La Corte considera, infatti, che l’emissione nell’ambiente o l’immissione in commercio, senza aver condotto a buon fine una procedura di valutazione dei rischi, di organismi ottenuti mediante una tecnica o un metodo di mutagenesi che presentino caratteristiche diverse da quelle di una tecnica o di un metodo di mutagenesi utilizzati convenzionalmente in varie applicazioni con una lunga tradizione di sicurezza può comportare effetti negativi
sulla salute umana e sull’ambiente, che interessano diversi Stati membri in modo eventualmente irreversibile.
Ciò potrebbe verificarsi anche qualora tali caratteristiche non riguardino le modalità di modificazione, da parte dell’agente mutageno, del materiale genetico dell’organismo interessato.
Nondimeno, essa rileva che la deroga sarebbe privata di effetto utile se si ritenesse che gli organismi ottenuti mediante l’applicazione di una tecnica o di un metodo di mutagenesi utilizzati convenzionalmente in varie applicazioni con una lunga tradizione di sicurezza rientrano necessariamente nell’ambito di applicazione della direttiva qualora tale tecnica o tale metodo abbiano subito una qualunque modifica.
Pertanto, il fatto che una tecnica o un metodo di mutagenesi abbia una o più caratteristiche distinte da quelle di una tecnica o di un metodo di mutagenesi utilizzati convenzionalmente in varie applicazioni con una lunga tradizione di sicurezza giustifica l’esclusione della deroga prevista solo quando sia dimostrato che tali caratteristiche possono comportare modificazioni del materiale genetico dell’organismo interessato diverse (per la loro natura o per il ritmo con cui si verificano) da quelle risultanti dall’applicazione di tale seconda tecnica o di tale secondo metodo di mutagenesi.

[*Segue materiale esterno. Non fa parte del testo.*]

//! Backend lifecycle tests against an in-memory container pool.

#![allow(clippy::unwrap_used, clippy::expect_used, missing_docs)]

use std::collections::{BTreeMap, HashSet};
use std::fs;
use std::io::{Read, Write};
use std::net::Ipv4Addr;
use std::path::PathBuf;
use std::sync::{Arc, Mutex};
use std::time::Duration;

use chrono::Utc;
use corral_common::error::{CorralError, Result};
use corral_common::types::{
    Capacity, ContainerSpec, ContainerState, Handle, ProcessSpec, Properties, TtySpec,
};
use corral_daemon::client::Process;
use corral_runtime::backend::{Backend, LinuxBackend, RoutePredicate, RoutingBackend};
use corral_runtime::container::{Container, ContainerInfo};
use corral_runtime::pool::ContainerPool;
use corral_runtime::repository::InMemoryRepository;
use corral_runtime::system_info::SystemInfo;
use serde::{Deserialize, Serialize};

#[derive(Debug, Serialize, Deserialize)]
struct FakeSnapshot {
    handle: Handle,
    properties: Properties,
}

#[derive(Debug)]
struct FakeContainer {
    handle: Handle,
    properties: Properties,
    fail_start: bool,
    state: Mutex<ContainerState>,
}

impl Container for FakeContainer {
    fn handle(&self) -> &Handle {
        &self.handle
    }

    fn properties(&self) -> Properties {
        self.properties.clone()
    }

    fn grace_time(&self) -> Option<Duration> {
        None
    }

    fn state(&self) -> ContainerState {
        *self.state.lock().unwrap()
    }

    fn start(&self) -> Result<()> {
        if self.fail_start {
            return Err(CorralError::Sync {
                message: "unexpected end of file".into(),
            });
        }
        *self.state.lock().unwrap() = ContainerState::Active;
        Ok(())
    }

    fn stop(&self, _kill: bool) -> Result<()> {
        *self.state.lock().unwrap() = ContainerState::Stopped;
        Ok(())
    }

    fn info(&self) -> Result<ContainerInfo> {
        if self.properties.contains_key("broken") {
            return Err(CorralError::Config {
                message: "cannot describe".into(),
            });
        }
        Ok(ContainerInfo {
            handle: self.handle.clone(),
            state: self.state(),
            host_ip: Ipv4Addr::new(10, 254, 0, 1),
            container_ip: Ipv4Addr::new(10, 254, 0, 2),
            container_path: PathBuf::from("/depot").join(self.handle.as_str()),
            properties: self.properties.clone(),
            process_ids: Vec::new(),
            created_at: Utc::now(),
        })
    }

    fn snapshot(&self, out: &mut dyn Write) -> Result<()> {
        if self.properties.contains_key("unsavable") {
            return Err(CorralError::Config {
                message: "cannot snapshot".into(),
            });
        }
        let snapshot = FakeSnapshot {
            handle: self.handle.clone(),
            properties: self.properties.clone(),
        };
        serde_json::to_writer(out, &snapshot)?;
        Ok(())
    }

    fn cleanup(&self) -> Result<()> {
        Ok(())
    }

    fn run(&self, _spec: &ProcessSpec, _tty: Option<TtySpec>) -> Result<Box<dyn Process>> {
        Err(CorralError::Spawn {
            message: "not supported".into(),
        })
    }

    fn attach(&self, pid: i32) -> Result<i32> {
        Err(CorralError::ProcessNotFound { pid })
    }
}

/// Pool recording every call, with handles standing in for allocations.
#[derive(Debug, Default)]
struct FakePool {
    issued: Mutex<HashSet<Handle>>,
    events: Mutex<Vec<String>>,
}

impl FakePool {
    fn record(&self, event: String) {
        self.events.lock().unwrap().push(event);
    }

    fn events(&self) -> Vec<String> {
        self.events.lock().unwrap().clone()
    }

    fn issued(&self) -> usize {
        self.issued.lock().unwrap().len()
    }

    fn build(&self, handle: Handle, properties: Properties) -> Result<Arc<dyn Container>> {
        if !self.issued.lock().unwrap().insert(handle.clone()) {
            return Err(CorralError::ResourceConflict {
                message: format!("{handle} already issued"),
            });
        }
        Ok(Arc::new(FakeContainer {
            fail_start: properties.contains_key("fail-start"),
            handle,
            properties,
            state: Mutex::new(ContainerState::Creating),
        }))
    }
}

impl ContainerPool for FakePool {
    fn setup(&self) -> Result<()> {
        self.record("setup".into());
        Ok(())
    }

    fn create(&self, spec: &ContainerSpec) -> Result<Arc<dyn Container>> {
        let handle = spec.handle.clone().unwrap_or_else(Handle::generate);
        self.record(format!("create {handle}"));
        self.build(handle, spec.properties.clone())
    }

    fn restore(&self, snapshot: &mut dyn Read) -> Result<Arc<dyn Container>> {
        let snapshot: FakeSnapshot = serde_json::from_reader(snapshot)?;
        self.record(format!("restore {}", snapshot.handle));
        self.build(snapshot.handle, snapshot.properties)
    }

    fn destroy(&self, container: &dyn Container) -> Result<()> {
        container.stop(false)?;
        let _ = self.issued.lock().unwrap().remove(container.handle());
        self.record(format!("destroy {}", container.handle()));
        Ok(())
    }

    fn prune(&self, keep: &HashSet<Handle>) -> Result<()> {
        let mut kept: Vec<_> = keep.iter().map(Handle::as_str).collect();
        kept.sort_unstable();
        self.record(format!("prune {}", kept.join(",")));
        self.issued.lock().unwrap().retain(|h| keep.contains(h));
        Ok(())
    }

    fn max_containers(&self) -> usize {
        256
    }
}

#[derive(Debug)]
struct FixedSystem;

impl SystemInfo for FixedSystem {
    fn total_memory(&self) -> Result<u64> {
        Ok(8 << 30)
    }

    fn total_disk(&self) -> Result<u64> {
        Ok(100 << 30)
    }
}

fn backend(pool: &Arc<FakePool>) -> LinuxBackend {
    LinuxBackend::new(
        Arc::clone(pool) as Arc<dyn ContainerPool>,
        Arc::new(InMemoryRepository::new()),
        Arc::new(FixedSystem),
    )
}

fn spec(handle: &str) -> ContainerSpec {
    ContainerSpec {
        handle: Some(Handle::new(handle)),
        ..ContainerSpec::default()
    }
}

fn labelled(handle: &str, pairs: &[(&str, &str)]) -> ContainerSpec {
    ContainerSpec {
        properties: pairs
            .iter()
            .map(|(k, v)| ((*k).to_string(), (*v).to_string()))
            .collect(),
        ..spec(handle)
    }
}

#[test]
fn duplicate_handle_is_rejected_until_destroyed() {
    let pool = Arc::new(FakePool::default());
    let backend = backend(&pool);

    let first = backend.create(&spec("h1")).unwrap();
    assert_eq!(first.state(), ContainerState::Active);

    let err = backend.create(&spec("h1")).unwrap_err();
    assert!(matches!(err, CorralError::HandleExists { handle } if handle == "h1"));
    assert_eq!(pool.issued(), 1);

    backend.destroy(&Handle::new("h1")).unwrap();
    let again = backend.create(&spec("h1")).unwrap();
    assert_eq!(again.handle().as_str(), "h1");
}

#[test]
fn destroying_unknown_handle_changes_nothing() {
    let pool = Arc::new(FakePool::default());
    let backend = backend(&pool);
    let _ = backend.create(&spec("h1")).unwrap();
    let before = pool.events();

    let err = backend.destroy(&Handle::new("ghost")).unwrap_err();
    assert!(matches!(err, CorralError::ContainerNotFound { handle } if handle == "ghost"));
    assert_eq!(pool.events(), before);
    assert!(backend.lookup(&Handle::new("h1")).is_ok());
}

#[test]
fn failed_start_destroys_the_container() {
    let pool = Arc::new(FakePool::default());
    let backend = backend(&pool);

    let err = backend.create(&labelled("h1", &[("fail-start", "")])).unwrap_err();
    assert!(matches!(err, CorralError::Sync { .. }));
    assert_eq!(pool.issued(), 0);
    assert_eq!(pool.events(), vec!["create h1", "destroy h1"]);
    assert!(matches!(
        backend.lookup(&Handle::new("h1")),
        Err(CorralError::ContainerNotFound { .. })
    ));
}

#[test]
fn property_filter_requires_every_pair() {
    let pool = Arc::new(FakePool::default());
    let backend = backend(&pool);
    let _ = backend.create(&labelled("a", &[("app", "web"), ("tier", "front")])).unwrap();
    let _ = backend.create(&labelled("b", &[("app", "web")])).unwrap();
    let _ = backend.create(&labelled("c", &[("app", "db")])).unwrap();

    let handles = |filter: &[(&str, &str)]| -> Vec<String> {
        let filter: Properties = filter
            .iter()
            .map(|(k, v)| ((*k).to_string(), (*v).to_string()))
            .collect();
        backend
            .containers(&filter)
            .unwrap()
            .iter()
            .map(|c| c.handle().to_string())
            .collect()
    };

    assert_eq!(handles(&[]), vec!["a", "b", "c"]);
    assert_eq!(handles(&[("app", "web")]), vec!["a", "b"]);
    assert_eq!(handles(&[("app", "web"), ("tier", "front")]), vec!["a"]);
    assert!(handles(&[("missing", "")]).is_empty());
}

#[test]
fn bulk_info_keeps_errors_per_handle() {
    let pool = Arc::new(FakePool::default());
    let backend = backend(&pool);
    let _ = backend.create(&spec("ok")).unwrap();
    let _ = backend.create(&labelled("broken", &[("broken", "yes")])).unwrap();

    let info = backend.bulk_info(&[Handle::new("ok"), Handle::new("broken"), Handle::new("ghost")]);
    assert_eq!(info.len(), 3);
    assert_eq!(info[&Handle::new("ok")].as_ref().unwrap().state, ContainerState::Active);
    assert!(matches!(info[&Handle::new("broken")], Err(CorralError::Config { .. })));
    assert!(matches!(
        info[&Handle::new("ghost")],
        Err(CorralError::ContainerNotFound { .. })
    ));
}

#[test]
fn capacity_combines_host_totals_and_pool_limit() {
    let pool = Arc::new(FakePool::default());
    let capacity = backend(&pool).capacity().unwrap();
    assert_eq!(
        capacity,
        Capacity {
            memory_in_bytes: 8 << 30,
            disk_in_bytes: 100 << 30,
            max_containers: 256,
        }
    );
}

#[test]
fn snapshots_survive_a_restart() {
    let dir = tempfile::tempdir().unwrap();
    let snapshots = dir.path().join("snapshots");

    let old_pool = Arc::new(FakePool::default());
    let old = backend(&old_pool).with_snapshots(&snapshots);
    let _ = old.create(&labelled("a", &[("app", "web")])).unwrap();
    let _ = old.create(&spec("b")).unwrap();
    old.stop().unwrap();
    assert!(snapshots.join("a").is_file());
    assert!(snapshots.join("b").is_file());
    fs::write(snapshots.join("corrupt"), b"{not json").unwrap();

    let pool = Arc::new(FakePool::default());
    let restarted = backend(&pool).with_snapshots(&snapshots);
    restarted.start().unwrap();

    let restored = restarted.lookup(&Handle::new("a")).unwrap();
    assert_eq!(restored.properties()["app"], "web");
    assert!(restarted.lookup(&Handle::new("b")).is_ok());

    assert!(!snapshots.join("a").exists());
    assert!(!snapshots.join("b").exists());
    assert!(snapshots.join("corrupt").exists());

    // Prune runs once, after every restore.
    assert_eq!(pool.events(), vec!["restore a", "restore b", "prune a,b"]);
}

#[test]
fn stop_saves_the_rest_and_reports_the_first_failure() {
    let dir = tempfile::tempdir().unwrap();
    let snapshots = dir.path().join("snapshots");
    let pool = Arc::new(FakePool::default());
    let backend = backend(&pool).with_snapshots(&snapshots);
    let _ = backend.create(&labelled("a", &[("unsavable", "yes")])).unwrap();
    let _ = backend.create(&spec("b")).unwrap();

    let err = backend.stop().unwrap_err();
    assert!(matches!(err, CorralError::Config { message } if message == "cannot snapshot"));
    assert!(snapshots.join("b").is_file());
    assert!(!snapshots.join("a").exists());
}

#[test]
fn start_without_snapshots_prunes_everything_unregistered() {
    let pool = Arc::new(FakePool::default());
    let _ = pool.create(&spec("leftover")).unwrap();
    let backend = backend(&pool);
    backend.start().unwrap();
    assert_eq!(pool.issued(), 0);
    assert_eq!(pool.events().last().unwrap(), "prune ");
}

#[test]
fn routing_sends_creates_by_predicate_and_calls_by_owner() {
    let fallback_pool = Arc::new(FakePool::default());
    let routed_pool = Arc::new(FakePool::default());
    let fallback: Arc<dyn Backend> = Arc::new(backend(&fallback_pool));
    let routed: Arc<dyn Backend> = Arc::new(backend(&routed_pool));
    let router = RoutingBackend::new(Arc::clone(&fallback))
        .route(RoutePredicate::RootfsPrefix("docker://".into()), Arc::clone(&routed));

    let docker = ContainerSpec {
        rootfs: "docker:///busybox".into(),
        ..spec("d1")
    };
    let _ = router.create(&docker).unwrap();
    let _ = router.create(&spec("l1")).unwrap();
    assert_eq!(routed_pool.issued(), 1);
    assert_eq!(fallback_pool.issued(), 1);

    assert!(matches!(
        router.create(&spec("d1")),
        Err(CorralError::HandleExists { .. })
    ));

    let all = router.containers(&Properties::new()).unwrap();
    assert_eq!(all.len(), 2);
    let info = router.bulk_info(&[Handle::new("d1"), Handle::new("l1")]);
    assert!(info.values().all(Result::is_ok));

    router.destroy(&Handle::new("d1")).unwrap();
    assert_eq!(routed_pool.issued(), 0);
    assert!(matches!(
        router.destroy(&Handle::new("d1")),
        Err(CorralError::ContainerNotFound { .. })
    ));
    assert_eq!(router.capacity().unwrap().max_containers, 256);
}

#[test]
fn routing_by_handle_prefix() {
    let predicate = RoutePredicate::HandlePrefix("yarn-".into());
    assert!(predicate.matches(&spec("yarn-1")));
    assert!(!predicate.matches(&spec("web-1")));
    assert!(!predicate.matches(&ContainerSpec::default()));
}

#[test]
fn routing_setup_reaches_each_backend_once() {
    let pool = Arc::new(FakePool::default());
    let shared: Arc<dyn Backend> = Arc::new(backend(&pool));
    let router = RoutingBackend::new(Arc::clone(&shared))
        .route(RoutePredicate::HandlePrefix("x".into()), Arc::clone(&shared));
    router.setup().unwrap();
    router.ping().unwrap();
    assert_eq!(pool.events(), vec!["setup"]);
}

#[test]
fn repository_order_is_stable() {
    let pool = Arc::new(FakePool::default());
    let backend = backend(&pool);
    for handle in ["c", "a", "b"] {
        let _ = backend.create(&spec(handle)).unwrap();
    }
    let order: Vec<_> = backend
        .containers(&BTreeMap::new())
        .unwrap()
        .iter()
        .map(|c| c.handle().to_string())
        .collect();
    assert_eq!(order, vec!["a", "b", "c"]);
}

Tuttavia, gli effetti inerenti alle colture in vitro non giustificano che da tale deroga siano esclusi gli organismi ottenuti mediante l’applicazione in vitro di una tecnica o di un metodo di mutagenesi utilizzati convenzionalmente in varie applicazioni in vivo con una lunga tradizione di sicurezza relativa a tali applicazioni.
Infatti, la Corte analizza diversi aspetti della direttiva 2001/18 per accertare se il legislatore dell’Unione abbia ritenuto che il fatto che una tecnica o un metodo prevedano colture in vitro sia decisivo per determinare se una siffatta applicazione rientri o meno nell’ambito di applicazione di tale direttiva. Orbene, da tale analisi essa deduce che non è così, in particolare alla luce della circostanza che altre tecniche non sono assoggettate al regime di
monitoraggio degli OGM previsto dalla direttiva 2001/18 nonostante esse implichino o possano implicare il ricorso a colture in vitro.